In Job, God tells of much the same thing. God gives his hosts two long talks that, taken as a whole, have waters as their chief setting. However, while Odysseus makes explicit references to his struggles with the sea, God makes mostly allusions to his own struggles with the sea.
God starts his first speech to Job by asking Job where he was when God founded the earth, and he asks him if he had "ever reached the depths of the sea / and walked around there, exploring the abyss?"6
God is there at the beginning, of course. And God battles the seas back then, just as Odysseus battles them much later. In the Bible, the sea often "represents chaos and rebellion; it is the untamed part of creation," Professor Mitchell G. Reddish says.7 The sea, Professor Robert Luyster points out, "was felt as a threat to the established cosmic and social order."8
So before God creates heaven and earth, he must defeat the waters of chaos. He does so in the first verses of Genesis with his breath—his wind—as it sweeps over the waters and divides them, Luyster says:
. . . Yahweh, even before undertaking any direct, creative action, is present and exercising a restraining influence upon the surging, watery chaos. The wind of Yahweh is the ultimate expression of his power and supreme cosmic authority.9
This battle between God’s wind and chaos’s surging water is political. Just as Odysseus's eventual victory over the sea precedes his return as king of Ithaca, so also, Luyster says, "Yahweh's ability to contain and dominate the cosmic waters, the forces of chaos is the absolute prerequisite and surest sign of his divine kingship."10 Here are two of several biblical texts that relate God’s victory over the sea to God’s political standing on earth:
Lord God of Hosts, who is like you? Your strength and faithfulness, Lord, are all around you. You rule the raging of the sea, calming the turmoil of its waves. You crushed and slew the monster Rahab and scattered your enemies with your strong arm.11
The voice of the Lord echoes over the waters; the God of glory thunders; the Lord thunders over the mighty waters, the voice of the Lord in power, the voice of the Lord in majesty. . . . The Lord is king above the flood, the Lord has taken his royal seat as king for ever.12
Once God's victory over chaos makes him the earth's lord, his creation amounts to both the proof and the glory of his lordship.13
When alluding to these victories in Job, though, God moves in reverse order, starting with creation before moving back to his battle with chaos. God spends the better part of his first speech to Job talking about several creatures, all of them identifiable and found on the lands or in the skies of the natural world. But after an interlude consisting of Job's repentance, God takes up his second speech and spends the greater part of it talking about only two creatures, both of them sea monsters—or in the context of Job, water monsters.

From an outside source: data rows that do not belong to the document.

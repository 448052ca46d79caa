//! Tips Module - rule-based wellness suggestions
//!
//! Pure function of the record and, when available, its explanation.
//! Output order follows the rule table, so identical inputs give identical
//! tips.

pub mod rules;

use serde::{Deserialize, Serialize};

use crate::logic::config::TipThresholds;
use crate::logic::explain::Explanation;
use crate::logic::features::layout::{CHOLESTEROL, RESTING_BLOOD_PRESSURE};
use crate::logic::features::FeatureRecord;

pub use rules::NO_SUGGESTIONS;

#[derive(Debug, Clone, Copy, PartialEq, Eq, Serialize, Deserialize)]
#[serde(rename_all = "snake_case")]
pub enum TipCategory {
    Cholesterol,
    BloodPressure,
    Fitness,
    StressTest,
    CheckUp,
}

#[derive(Debug, Clone, PartialEq, Eq, Serialize, Deserialize)]
pub struct Tip {
    pub category: TipCategory,
    pub message: String,
}

impl Tip {
    pub fn new(category: TipCategory, message: impl Into<String>) -> Self {
        Self {
            category,
            message: message.into(),
        }
    }
}

/// Run the rule table, then the explanation-driven rules
pub fn generate_tips(
    record: &FeatureRecord,
    explanation: Option<&Explanation>,
    thresholds: &TipThresholds,
) -> Vec<Tip> {
    let mut tips: Vec<Tip> = rules::RECORD_RULES
        .iter()
        .filter_map(|rule| rule(record, thresholds))
        .collect();

    if let Some(explanation) = explanation {
        let has = |tips: &[Tip], category: TipCategory| tips.iter().any(|t| t.category == category);

        for factor in explanation.top(thresholds.explained_factors) {
            if factor.value <= 0.0 {
                continue;
            }
            match factor.feature.as_str() {
                CHOLESTEROL if !has(&tips, TipCategory::Cholesterol) => {
                    tips.push(Tip::new(TipCategory::Cholesterol, rules::EXPLAINED_CHOLESTEROL_TIP));
                }
                RESTING_BLOOD_PRESSURE if !has(&tips, TipCategory::BloodPressure) => {
                    tips.push(Tip::new(TipCategory::BloodPressure, rules::EXPLAINED_BLOOD_PRESSURE_TIP));
                }
                _ => {}
            }
        }
    }

    tips
}

#[cfg(test)]
mod tests {
    use super::rules::*;
    use super::*;
    use crate::logic::explain::{Direction, FeatureContribution};
    use crate::logic::fixtures::record_with;

    fn factor(feature: &str, value: f64) -> FeatureContribution {
        FeatureContribution {
            feature: feature.to_string(),
            label: feature.to_string(),
            value,
            direction: Direction::of(value),
        }
    }

    fn explanation(factors: Vec<FeatureContribution>) -> Explanation {
        Explanation {
            expected_value: 0.4,
            prediction: 0.4 + factors.iter().map(|f| f.value).sum::<f64>(),
            contributions: factors,
        }
    }

    fn messages(tips: &[Tip]) -> Vec<&str> {
        tips.iter().map(|t| t.message.as_str()).collect()
    }

    #[test]
    fn test_sample_record_rules() {
        // 63 y/o male, bp 145, chol 233, max hr 150, oldpeak 2.3
        let tips = generate_tips(&record_with(&[]), None, &TipThresholds::default());
        assert_eq!(messages(&tips), vec![BLOOD_PRESSURE_TIP, STRESS_TEST_TIP, CHECK_UP_TIP]);
    }

    #[test]
    fn test_high_cholesterol_tip() {
        let record = record_with(&[("cholesterol", 241.0.into())]);
        let tips = generate_tips(&record, None, &TipThresholds::default());
        assert_eq!(tips[0], Tip::new(TipCategory::Cholesterol, CHOLESTEROL_TIP));
    }

    #[test]
    fn test_thresholds_are_strict() {
        let record = record_with(&[
            ("cholesterol", 240.0.into()),
            ("resting_blood_pressure", 130.0.into()),
            ("oldpeak", 2.0.into()),
            ("sex", "female".into()),
        ]);
        assert!(generate_tips(&record, None, &TipThresholds::default()).is_empty());
    }

    #[test]
    fn test_fitness_tip_needs_young_patient() {
        let young = record_with(&[("age", 45.0.into()), ("max_heart_rate", 90.0.into())]);
        let old = record_with(&[("age", 65.0.into()), ("max_heart_rate", 90.0.into())]);
        let t = TipThresholds::default();

        assert!(generate_tips(&young, None, &t).iter().any(|tip| tip.category == TipCategory::Fitness));
        assert!(!generate_tips(&old, None, &t).iter().any(|tip| tip.category == TipCategory::Fitness));
    }

    #[test]
    fn test_custom_thresholds() {
        let t = TipThresholds {
            cholesterol: 200.0,
            ..TipThresholds::default()
        };
        let tips = generate_tips(&record_with(&[]), None, &t);
        assert_eq!(tips[0].category, TipCategory::Cholesterol);
    }

    #[test]
    fn test_explanation_adds_cholesterol_tip() {
        let record = record_with(&[("resting_blood_pressure", 120.0.into())]);
        let exp = explanation(vec![factor("cholesterol", 0.08), factor("age", 0.02)]);

        let tips = generate_tips(&record, Some(&exp), &TipThresholds::default());
        assert_eq!(tips.last().map(|t| t.message.as_str()), Some(EXPLAINED_CHOLESTEROL_TIP));
    }

    #[test]
    fn test_explanation_tip_does_not_duplicate_rule_tip() {
        let record = record_with(&[("cholesterol", 300.0.into())]);
        let exp = explanation(vec![factor("cholesterol", 0.1), factor("resting_blood_pressure", 0.05)]);

        let tips = generate_tips(&record, Some(&exp), &TipThresholds::default());
        let msgs = messages(&tips);
        assert!(msgs.contains(&CHOLESTEROL_TIP));
        assert!(!msgs.contains(&EXPLAINED_CHOLESTEROL_TIP));
        // bp 145 already has the rule tip
        assert!(!msgs.contains(&EXPLAINED_BLOOD_PRESSURE_TIP));
    }

    #[test]
    fn test_negative_factors_are_ignored() {
        let record = record_with(&[("resting_blood_pressure", 120.0.into())]);
        let exp = explanation(vec![factor("resting_blood_pressure", -0.1), factor("cholesterol", -0.05)]);

        let tips = generate_tips(&record, Some(&exp), &TipThresholds::default());
        assert_eq!(messages(&tips), vec![STRESS_TEST_TIP, CHECK_UP_TIP]);
    }

    #[test]
    fn test_only_top_factors_are_inspected() {
        let record = record_with(&[("resting_blood_pressure", 120.0.into())]);
        let exp = explanation(vec![factor("age", 0.2), factor("oldpeak", 0.1), factor("cholesterol", 0.05)]);
        let t = TipThresholds {
            explained_factors: 2,
            ..TipThresholds::default()
        };

        let tips = generate_tips(&record, Some(&exp), &t);
        assert!(!messages(&tips).contains(&EXPLAINED_CHOLESTEROL_TIP));
    }

    #[test]
    fn test_deterministic() {
        let record = record_with(&[("cholesterol", 280.0.into())]);
        let t = TipThresholds::default();
        assert_eq!(generate_tips(&record, None, &t), generate_tips(&record, None, &t));
    }
}
//! Request / response bodies

pub mod assessment;
pub mod history;

pub use assessment::*;
pub use history::*;
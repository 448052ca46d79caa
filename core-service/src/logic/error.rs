//! Error types shared by every engine in the core.

use thiserror::Error;

use super::history::HistoryError;

pub type CardioResult<T> = Result<T, CardioError>;

#[derive(Debug, Error)]
pub enum CardioError {
    /// Artifact missing or corrupt; the process must not serve predictions.
    #[error("startup error: {0}")]
    Startup(String),

    /// Malformed or out-of-range user input.
    #[error("validation error: {0}")]
    Validation(String),

    /// Encoded vector disagrees with what the model was trained on.
    #[error("schema mismatch: expected {expected} features, got {actual} ({detail})")]
    SchemaMismatch {
        expected: usize,
        actual: usize,
        detail: String,
    },

    #[error("explanations are disabled")]
    ExplainDisabled,

    #[error(transparent)]
    History(#[from] HistoryError),
}

impl CardioError {
    pub fn startup(msg: impl Into<String>) -> Self {
        CardioError::Startup(msg.into())
    }

    pub fn validation(msg: impl Into<String>) -> Self {
        CardioError::Validation(msg.into())
    }
}
//! Prediction handlers

use axum::{extract::{rejection::JsonRejection, State}, Json};
use validator::Validate;

use cardio_core::{assess, population_comparison, what_if, FeatureRecord};

use crate::{AppState, AppResult};
use crate::handlers::with_history;
use crate::models::{PredictResponse, RawRecord, WhatIfRequest, WhatIfResponse};

/// Run the assessment pipeline and store the result
pub async fn predict(
    State(state): State<AppState>,
    payload: Result<Json<RawRecord>, JsonRejection>,
) -> AppResult<Json<PredictResponse>> {
    let Json(raw) = payload?;
    let record = FeatureRecord::from_map(raw)?;

    let (assessment, population) = with_history(&state, move |engine, history| {
        let assessment = assess(engine, history, &record)?;
        Ok((assessment, population_comparison(engine, &record)))
    })
    .await?;

    tracing::debug!(
        "Prediction {} stored: {:.1}%",
        assessment.entry.id,
        assessment.prediction.percent()
    );

    Ok(Json(PredictResponse::new(assessment, population)))
}

/// Re-score with adjusted cholesterol / blood pressure (not stored)
pub async fn what_if_analysis(
    State(state): State<AppState>,
    payload: Result<Json<WhatIfRequest>, JsonRejection>,
) -> AppResult<Json<WhatIfResponse>> {
    let Json(req) = payload?;
    req.validate()?;

    let adjustments = req.adjustments();
    let record = FeatureRecord::from_map(req.record)?;
    let outcome = what_if(&state.engine, &record, &adjustments)?;

    Ok(Json(outcome.into()))
}
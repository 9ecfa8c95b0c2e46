use std::{
    borrow::Cow,
    path::{Path, PathBuf},
};

use super::Error;

/// A trait for providing file contents.
pub trait FileProvider {
    /// Reads the contents of the file at the given path as bytes.
    ///
    /// # Errors
    /// - If an error occurs while reading the file.
    /// - If the file does not exist.
    fn read_bytes<P: AsRef<Path>>(&self, path: P) -> Result<Cow<[u8]>, Error>;
}

/// Provides file contents from the file system.
#[derive(Debug, Clone)]
pub struct FsProvider {
    /// The root directory to base paths off of.
    root: PathBuf,
}

impl Default for FsProvider {
    fn default() -> Self {
        Self {
            root: PathBuf::from("."),
        }
    }
}

impl<P> From<P> for FsProvider
where
    P: Into<PathBuf>,
{
    fn from(root: P) -> Self {
        Self { root: root.into() }
    }
}

impl FileProvider for FsProvider {
    fn read_bytes<P: AsRef<Path>>(&self, path: P) -> Result<Cow<[u8]>, Error> {
        let full_path = self.root.join(path);
        std::fs::read(full_path)
            .map(Cow::Owned)
            .map_err(|err| Error::IoError(err.to_string()))
    }
}

#[cfg(test)]
mod tests {
    use super::*;

    #[test]
    fn test_fs_provider_reads_relative_to_root() {
        let provider = FsProvider::from(env!("CARGO_MANIFEST_DIR"));
        let bytes = provider.read_bytes("Cargo.toml").unwrap();

        assert!(bytes.starts_with(b"[package]"));
    }

    #[test]
    fn test_fs_provider_missing_file() {
        let provider = FsProvider::from(env!("CARGO_MANIFEST_DIR"));

        assert!(matches!(
            provider.read_bytes("does/not/exist.lua"),
            Err(Error::IoError(_))
        ));
    }
}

God seems more preoccupied with the subjects of his water-monster speech than with the subjects of his creation speech, Scheindlin observes:
. . . while the descriptions in the first speech were enthusiastic depictions of nature designed to call attention to God's power and providence, the descriptions in the second speech are occupied more with the character of the animals themselves . . .14
God's engrossed and less-than-celebratory tone with respect to the water monsters suggests that creation—and God's rule that creation represents—is still threatened by the water monsters. Indeed, Professor L. Michael Morales suggests that the elusive "'center' for biblical theology" could be God's continuing struggle against one of these two monsters. Morales asks us to picture the Bible's overall plot as a knight (think Don Quixote) raising his lance "against Leviathan, the chaos-dragon of the sea."15
In other words, Morales suggests that, with Leviathan, the more fearsome of Job’s water monsters, we have reached the mythic heart inside the Bible’s account of God’s past, present, and future action—from heaven and earth’s creation to the present and until God’s kingdom of heaven fully comes to earth.
Above: Odysseus by the Sea by Arnold Böcklin
So what do these two monsters in Job, particularly Leviathan, look like?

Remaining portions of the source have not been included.